If the reports that Trump reached out to Israeli leadership regarding the ceasefire deal, it would be considered by some to be a violation of the Logan Act.
The Logan Act, established in 1799, is a law that states, “Any citizen of the United States, wherever he may be, who, without authority of the United States, directly or indirectly commences or carries on any correspondence or intercourse with any foreign government or any officer or agent thereof, with intent to influence the measures or conduct of any foreign government or of any officer or agent thereof, in relation to any disputes or controversies with the United States, or to defeat the measures of the United States, shall be fined under this title or imprisoned not more than three years, or both.”
During the Trump-Pence administration’s time in the White House, Trump accused former Secretary of State John Kerry of violating the Logan Act for reportedly having talks with Iran, and in 2015, Democrats and others charged Sen. Tom Cotton of Arkansas with violating the Logan Act after he enacted a coalition of Congress members to oppose President Barack Obama’s nuclear deal with Iran. Further, Secretary of Agriculture Tom Vilsack accused Donald Trump of violating the act when the convicted felon and former reality television star encouraged Russian hackers to go after Hillary Clinton’s email account during the 2015 presidential campaign.
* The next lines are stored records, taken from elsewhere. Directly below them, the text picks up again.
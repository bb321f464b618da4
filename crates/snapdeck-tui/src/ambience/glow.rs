//! Wandering ambient glow.
//!
//! A soft radial glow fades in at a random viewport position, fades back
//! out, then reappears somewhere else, forever. Runs purely on its own
//! timer; a resize restarts the cycle at a fresh position.

use std::time::{Duration, Instant};

use rand::Rng;

#[derive(Debug, Clone, Copy, PartialEq, Eq)]
enum GlowPhase {
    FadeIn,
    FadeOut,
}

/// Glow position/opacity animator.
#[derive(Debug)]
pub struct GlowAnimator {
    half_period: Duration,
    phase: GlowPhase,
    phase_start: Instant,
    /// Center as a fraction of the viewport, both axes in `[0, 1]`.
    center: (f32, f32),
}

impl GlowAnimator {
    pub fn new(half_period_ms: u64, now: Instant) -> Self {
        Self {
            half_period: Duration::from_millis(half_period_ms.max(1)),
            phase: GlowPhase::FadeIn,
            phase_start: now,
            center: random_center(),
        }
    }

    /// Advance the phase machine. Safe to call with any cadence; long gaps
    /// between ticks just skip whole phases.
    pub fn update(&mut self, now: Instant) {
        while now.saturating_duration_since(self.phase_start) >= self.half_period {
            self.phase_start += self.half_period;
            self.phase = match self.phase {
                GlowPhase::FadeIn => GlowPhase::FadeOut,
                GlowPhase::FadeOut => {
                    // Cycle finished: reappear somewhere else.
                    self.center = random_center();
                    GlowPhase::FadeIn
                }
            };
        }
    }

    /// Current opacity in `[0, 1]`.
    pub fn opacity(&self, now: Instant) -> f32 {
        let t = (now.saturating_duration_since(self.phase_start).as_secs_f32()
            / self.half_period.as_secs_f32())
        .clamp(0.0, 1.0);
        match self.phase {
            GlowPhase::FadeIn => t,
            GlowPhase::FadeOut => 1.0 - t,
        }
    }

    pub fn center(&self) -> (f32, f32) {
        self.center
    }

    /// Restart the cycle after a resize: new position, fade in from zero.
    pub fn restart(&mut self, now: Instant) {
        self.center = random_center();
        self.phase = GlowPhase::FadeIn;
        self.phase_start = now;
    }
}

fn random_center() -> (f32, f32) {
    let mut rng = rand::thread_rng();
    (rng.gen::<f32>(), rng.gen::<f32>())
}

#[cfg(test)]
mod tests {
    use super::*;

    #[test]
    fn test_opacity_ramps_in_then_out() {
        let t0 = Instant::now();
        let mut glow = GlowAnimator::new(1000, t0);

        assert_eq!(glow.opacity(t0), 0.0);
        let half_in = glow.opacity(t0 + Duration::from_millis(500));
        assert!((half_in - 0.5).abs() < 0.01);

        glow.update(t0 + Duration::from_millis(1000));
        // Now fading out from full.
        assert!((glow.opacity(t0 + Duration::from_millis(1000)) - 1.0).abs() < 0.01);
        let half_out = glow.opacity(t0 + Duration::from_millis(1500));
        assert!((half_out - 0.5).abs() < 0.01);
    }

    #[test]
    fn test_cycle_repositions() {
        let t0 = Instant::now();
        let mut glow = GlowAnimator::new(100, t0);
        for i in 1..=50 {
            glow.update(t0 + Duration::from_millis(i * 100));
            let (x, y) = glow.center();
            assert!((0.0..=1.0).contains(&x));
            assert!((0.0..=1.0).contains(&y));
            let op = glow.opacity(t0 + Duration::from_millis(i * 100));
            assert!((0.0..=1.0).contains(&op));
        }
    }

    #[test]
    fn test_restart_fades_in_from_zero() {
        let t0 = Instant::now();
        let mut glow = GlowAnimator::new(1000, t0);
        glow.update(t0 + Duration::from_millis(1200));
        let t1 = t0 + Duration::from_millis(1300);
        glow.restart(t1);
        assert_eq!(glow.opacity(t1), 0.0);
    }
}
Carroll added in his string of replies on X where Woodruff may have gotten the information regarding contact between Donald Trump and Benjamin Netanyahu by sharing a report from Reuters that says Axios was the first to mention the talks between the pair earlier this month and confirmed via sources. However, Netanyahu’s office says that the discussion with Trump regarding the ceasefire never happened as reported by Axios.